MATERIAL FOR THE TASK »
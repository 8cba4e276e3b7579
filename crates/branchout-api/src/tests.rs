//! Router tests against an in-memory SQLite store.

use std::sync::Arc;

use axum::{
  Extension,
  body::Body,
  http::{Request, StatusCode, header},
};
use branchout_core::{
  store::DirectoryStore,
  student::{ExternalIdentity, ProfileUpdate, StudentId},
};
use branchout_store_sqlite::SqliteStore;
use serde_json::{Value, json};
use tower::ServiceExt as _;

use crate::{SessionStudent, api_router};

async fn make_store() -> Arc<SqliteStore> {
  Arc::new(SqliteStore::open_in_memory().await.unwrap())
}

async fn add_student(
  store: &SqliteStore,
  name: &str,
  year: i64,
  faculty: &str,
  interests: &[&str],
  languages: &[&str],
) -> StudentId {
  let id = store
    .resolve_identity(ExternalIdentity::from_email(format!("{name}@uni.test"), None))
    .await
    .unwrap()
    .id;
  store
    .update_profile(id, ProfileUpdate {
      name: name.into(),
      year,
      faculty: faculty.into(),
      interests: interests.iter().map(|s| s.to_string()).collect(),
      languages: languages.iter().map(|s| s.to_string()).collect(),
      ..Default::default()
    })
    .await
    .unwrap();
  id
}

async fn send(
  store: &Arc<SqliteStore>,
  method: &str,
  uri: &str,
  body: Option<Value>,
) -> (StatusCode, Value) {
  send_as(store, None, method, uri, body).await
}

/// Like [`send`], with `actor` attached the way an authenticating host
/// attaches the logged-in student.
async fn send_as(
  store: &Arc<SqliteStore>,
  actor: Option<StudentId>,
  method: &str,
  uri: &str,
  body: Option<Value>,
) -> (StatusCode, Value) {
  let mut builder = Request::builder().method(method).uri(uri);
  let body = match body {
    Some(v) => {
      builder = builder.header(header::CONTENT_TYPE, "application/json");
      Body::from(v.to_string())
    }
    None => Body::empty(),
  };
  let mut router = api_router(store.clone());
  if let Some(id) = actor {
    router = router.layer(Extension(SessionStudent(id)));
  }
  let resp = router
    .oneshot(builder.body(body).unwrap())
    .await
    .unwrap();
  let status = resp.status();
  let bytes = axum::body::to_bytes(resp.into_body(), usize::MAX).await.unwrap();
  let json = if bytes.is_empty() {
    Value::Null
  } else {
    serde_json::from_slice(&bytes).unwrap()
  };
  (status, json)
}

// ─── Directory ───────────────────────────────────────────────────────────────

#[tokio::test]
async fn get_missing_student_is_404_with_error_body() {
  let store = make_store().await;
  let (status, body) = send(&store, "GET", "/students/42", None).await;
  assert_eq!(status, StatusCode::NOT_FOUND);
  assert!(body["error"].is_string());
}

#[tokio::test]
async fn filter_by_faculty_and_interest() {
  let store = make_store().await;
  let ada = add_student(&store, "Ada", 2, "Science", &["Chess"], &[]).await;
  add_student(&store, "Bob", 2, "Science", &["Music"], &[]).await;
  add_student(&store, "Cy", 2, "Arts", &["Chess"], &[]).await;

  let (status, body) = send(
    &store,
    "POST",
    "/filter",
    Some(json!({ "faculty": "Science", "interests": ["Chess"] })),
  )
  .await;
  assert_eq!(status, StatusCode::OK);
  let rows = body.as_array().unwrap();
  assert_eq!(rows.len(), 1);
  assert_eq!(rows[0]["id"], ada);
  assert_eq!(rows[0]["interests"], json!(["Chess"]));
}

#[tokio::test]
async fn empty_filter_lists_everyone() {
  let store = make_store().await;
  add_student(&store, "Ada", 1, "Science", &[], &[]).await;
  add_student(&store, "Bob", 1, "Arts", &[], &[]).await;

  let (_, body) = send(&store, "POST", "/filter", Some(json!({}))).await;
  assert_eq!(body.as_array().unwrap().len(), 2);
}

#[tokio::test]
async fn validate_name_forces_the_users_faculty() {
  let store = make_store().await;
  add_student(&store, "Ada", 1, "Science", &[], &[]).await;
  add_student(&store, "Bob", 1, "Science", &[], &[]).await;
  add_student(&store, "Cy", 1, "Arts", &[], &[]).await;

  let (_, ok) = send(
    &store,
    "POST",
    "/validate-name",
    Some(json!({ "name": "Bob", "user_name": "Ada", "filters": { "faculty": "Arts" } })),
  )
  .await;
  assert_eq!(ok["valid"], true);
  assert_eq!(ok["student"]["name"], "Bob");

  let (_, rejected) = send(
    &store,
    "POST",
    "/validate-name",
    Some(json!({ "name": "Cy", "user_name": "Ada" })),
  )
  .await;
  assert_eq!(rejected["valid"], false);
  assert!(rejected.get("student").is_none());
}

#[tokio::test]
async fn unknown_tag_kind_is_400() {
  let store = make_store().await;
  let (status, body) = send(&store, "GET", "/tags/sports", None).await;
  assert_eq!(status, StatusCode::BAD_REQUEST);
  assert!(body["error"].as_str().unwrap().contains("sports"));

  let (status, _) = send(&store, "GET", "/tags/clubs", None).await;
  assert_eq!(status, StatusCode::OK);
}

// ─── Prompts & matches ───────────────────────────────────────────────────────

#[tokio::test]
async fn candidates_for_unknown_prompt_type_are_everyone_else() {
  let store = make_store().await;
  let ada = add_student(&store, "Ada", 1, "Science", &[], &[]).await;
  add_student(&store, "Bob", 2, "Arts", &[], &[]).await;

  let (status, body) = send(
    &store,
    "POST",
    "/candidates",
    Some(json!({ "student_id": ada, "prompt_type": "most_helpful" })),
  )
  .await;
  assert_eq!(status, StatusCode::OK);
  assert_eq!(body["prompt_type"], "custom");
  let names: Vec<_> = body["candidates"]
    .as_array()
    .unwrap()
    .iter()
    .map(|c| c["name"].as_str().unwrap().to_owned())
    .collect();
  assert_eq!(names, vec!["Bob"]);
}

#[tokio::test]
async fn missing_prerequisite_is_400() {
  let store = make_store().await;
  let ada = add_student(&store, "Ada", 1, "Science", &[], &[]).await;

  let (status, body) = send(
    &store,
    "POST",
    "/candidates",
    Some(json!({ "student_id": ada, "prompt_type": "same_language_and_hobby" })),
  )
  .await;
  assert_eq!(status, StatusCode::BAD_REQUEST);
  assert!(body["error"].as_str().unwrap().contains("language"));
}

#[tokio::test]
async fn match_by_name_then_duplicate() {
  let store = make_store().await;
  let ada = add_student(&store, "Ada", 1, "Science", &["Chess"], &["French"]).await;
  let bob = add_student(&store, "Bob", 3, "Science", &["Chess"], &["French"]).await;

  let body = json!({
    "submitted_by": ada,
    "prompt_type": "same_language_and_hobby",
    "matched_user_name": "Bob",
  });

  let (status, created) = send(&store, "POST", "/matches", Some(body.clone())).await;
  assert_eq!(status, StatusCode::CREATED);
  assert_eq!(created["matched_user_id"], bob);
  assert_eq!(created["matched_user_name"], "Bob");

  let (status, dup) = send(&store, "POST", "/matches", Some(body)).await;
  assert_eq!(status, StatusCode::BAD_REQUEST);
  assert!(dup["error"].as_str().unwrap().contains("already"));

  let (_, list) = send(&store, "GET", &format!("/matches?user_id={ada}"), None).await;
  assert_eq!(list.as_array().unwrap().len(), 1);
}

#[tokio::test]
async fn match_against_rule_is_400_and_unknown_name_is_404() {
  let store = make_store().await;
  let ada = add_student(&store, "Ada", 1, "Science", &[], &[]).await;
  add_student(&store, "Cy", 1, "Arts", &[], &[]).await;

  let (status, body) = send(
    &store,
    "POST",
    "/matches",
    Some(json!({ "submitted_by": ada, "prompt_type": "same_faculty", "matched_user_name": "Cy" })),
  )
  .await;
  assert_eq!(status, StatusCode::BAD_REQUEST);
  assert!(body["error"].as_str().unwrap().contains("(Science)"));

  let (status, _) = send(
    &store,
    "POST",
    "/matches",
    Some(json!({ "submitted_by": ada, "prompt_type": "same_faculty", "matched_user_name": "Zed" })),
  )
  .await;
  assert_eq!(status, StatusCode::NOT_FOUND);
}

#[tokio::test]
async fn match_without_prompt_is_400() {
  let store = make_store().await;
  let ada = add_student(&store, "Ada", 1, "Science", &[], &[]).await;
  let (status, body) = send(
    &store,
    "POST",
    "/matches",
    Some(json!({ "submitted_by": ada, "matched_user_name": "Ada" })),
  )
  .await;
  assert_eq!(status, StatusCode::BAD_REQUEST);
  assert!(body["error"].as_str().unwrap().contains("prompt"));
}

#[tokio::test]
async fn custom_prompt_flow() {
  let store = make_store().await;
  let ada = add_student(&store, "Ada", 1, "Science", &[], &[]).await;
  let cy = add_student(&store, "Cy", 2, "Arts", &[], &[]).await;

  let (status, prompt) = send(
    &store,
    "POST",
    "/prompts",
    Some(json!({ "text": "Best lab partner", "created_by": ada })),
  )
  .await;
  assert_eq!(status, StatusCode::CREATED);
  assert_eq!(prompt["kind"], "custom");

  let (status, _) = send(
    &store,
    "POST",
    "/matches",
    Some(json!({ "submitted_by": ada, "prompt_id": prompt["id"], "matched_user_id": cy })),
  )
  .await;
  assert_eq!(status, StatusCode::CREATED);

  let (_, prompts) = send(&store, "GET", "/prompts", None).await;
  assert_eq!(prompts.as_array().unwrap().len(), 1);
}

// ─── Messages ────────────────────────────────────────────────────────────────

#[tokio::test]
async fn message_round_trip_updates_unread() {
  let store = make_store().await;
  let ada = add_student(&store, "Ada", 1, "Science", &[], &[]).await;
  let bob = add_student(&store, "Bob", 1, "Science", &[], &[]).await;

  let (status, sent) = send(
    &store,
    "POST",
    "/messages",
    Some(json!({ "sender_id": ada, "receiver_id": bob, "content": "hi" })),
  )
  .await;
  assert_eq!(status, StatusCode::CREATED);
  assert_eq!(sent["read"], false);

  let (_, unread) = send(&store, "GET", &format!("/unread?user_id={bob}"), None).await;
  assert_eq!(unread, json!([{ "sender_id": ada, "sender_name": "Ada", "count": 1 }]));

  let uri = format!("/messages?user_id={bob}&other_id={ada}");
  let (_, conversation) = send(&store, "GET", &uri, None).await;
  assert_eq!(conversation[0]["read"], true);

  let (_, unread) = send(&store, "GET", &format!("/unread?user_id={bob}"), None).await;
  assert_eq!(unread, json!([]));
}

#[tokio::test]
async fn blank_message_and_missing_params_are_400() {
  let store = make_store().await;
  let ada = add_student(&store, "Ada", 1, "Science", &[], &[]).await;
  let bob = add_student(&store, "Bob", 1, "Science", &[], &[]).await;

  let (status, _) = send(
    &store,
    "POST",
    "/messages",
    Some(json!({ "sender_id": ada, "receiver_id": bob, "content": "  " })),
  )
  .await;
  assert_eq!(status, StatusCode::BAD_REQUEST);

  let (status, body) = send(&store, "GET", "/unread", None).await;
  assert_eq!(status, StatusCode::BAD_REQUEST);
  assert_eq!(body["error"], "user_id is required");
}

// ─── Session student ─────────────────────────────────────────────────────────

#[tokio::test]
async fn session_student_cannot_act_for_others() {
  let store = make_store().await;
  let ada = add_student(&store, "Ada", 1, "Science", &[], &[]).await;
  let bob = add_student(&store, "Bob", 1, "Science", &[], &[]).await;
  let eve = add_student(&store, "Eve", 1, "Science", &[], &[]).await;

  let (status, _) = send_as(
    &store,
    Some(ada),
    "POST",
    "/messages",
    Some(json!({ "receiver_id": bob, "content": "hi" })),
  )
  .await;
  assert_eq!(status, StatusCode::CREATED);

  let (status, body) = send_as(
    &store,
    Some(eve),
    "POST",
    "/messages",
    Some(json!({ "sender_id": ada, "receiver_id": bob, "content": "not ada" })),
  )
  .await;
  assert_eq!(status, StatusCode::FORBIDDEN);
  assert!(body["error"].as_str().unwrap().contains("sender_id"));

  let uri = format!("/messages?user_id={bob}&other_id={ada}");
  let (status, _) = send_as(&store, Some(eve), "GET", &uri, None).await;
  assert_eq!(status, StatusCode::FORBIDDEN);

  let (status, _) = send_as(
    &store,
    Some(eve),
    "POST",
    "/matches",
    Some(json!({ "submitted_by": ada, "prompt_type": "same_faculty", "matched_user_id": bob })),
  )
  .await;
  assert_eq!(status, StatusCode::FORBIDDEN);

  // Bob's message is still unread and Ada has no match on record.
  let (_, unread) = send_as(&store, Some(bob), "GET", "/unread", None).await;
  assert_eq!(unread[0]["count"], 1);
  let (_, list) = send_as(&store, Some(ada), "GET", "/matches", None).await;
  assert_eq!(list, json!([]));
}

#[tokio::test]
async fn session_student_fills_in_omitted_ids() {
  let store = make_store().await;
  let ada = add_student(&store, "Ada", 1, "Science", &[], &[]).await;
  add_student(&store, "Bob", 2, "Science", &[], &[]).await;
  add_student(&store, "Cy", 2, "Arts", &[], &[]).await;

  let (status, body) = send_as(
    &store,
    Some(ada),
    "POST",
    "/candidates",
    Some(json!({ "prompt_type": "same_faculty" })),
  )
  .await;
  assert_eq!(status, StatusCode::OK);
  assert_eq!(body["candidates"].as_array().unwrap().len(), 1);
  assert_eq!(body["candidates"][0]["name"], "Bob");

  let (status, created) = send_as(
    &store,
    Some(ada),
    "POST",
    "/matches",
    Some(json!({ "prompt_type": "same_faculty", "matched_user_name": "Bob" })),
  )
  .await;
  assert_eq!(status, StatusCode::CREATED);
  assert_eq!(created["submitted_by"], ada);

  // The logged-in student's own faculty wins over `user_name`.
  let (_, check) = send_as(
    &store,
    Some(ada),
    "POST",
    "/validate-name",
    Some(json!({ "name": "Cy", "user_name": "Cy" })),
  )
  .await;
  assert_eq!(check["valid"], false);
}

BRIEF » Return only the lines of the records in which the string "resp" appears.

RESULT OF THE TASK »
  let resp = router
  let status = resp.status();
  let bytes = axum::body::to_bytes(resp.into_body(), usize::MAX).await.unwrap();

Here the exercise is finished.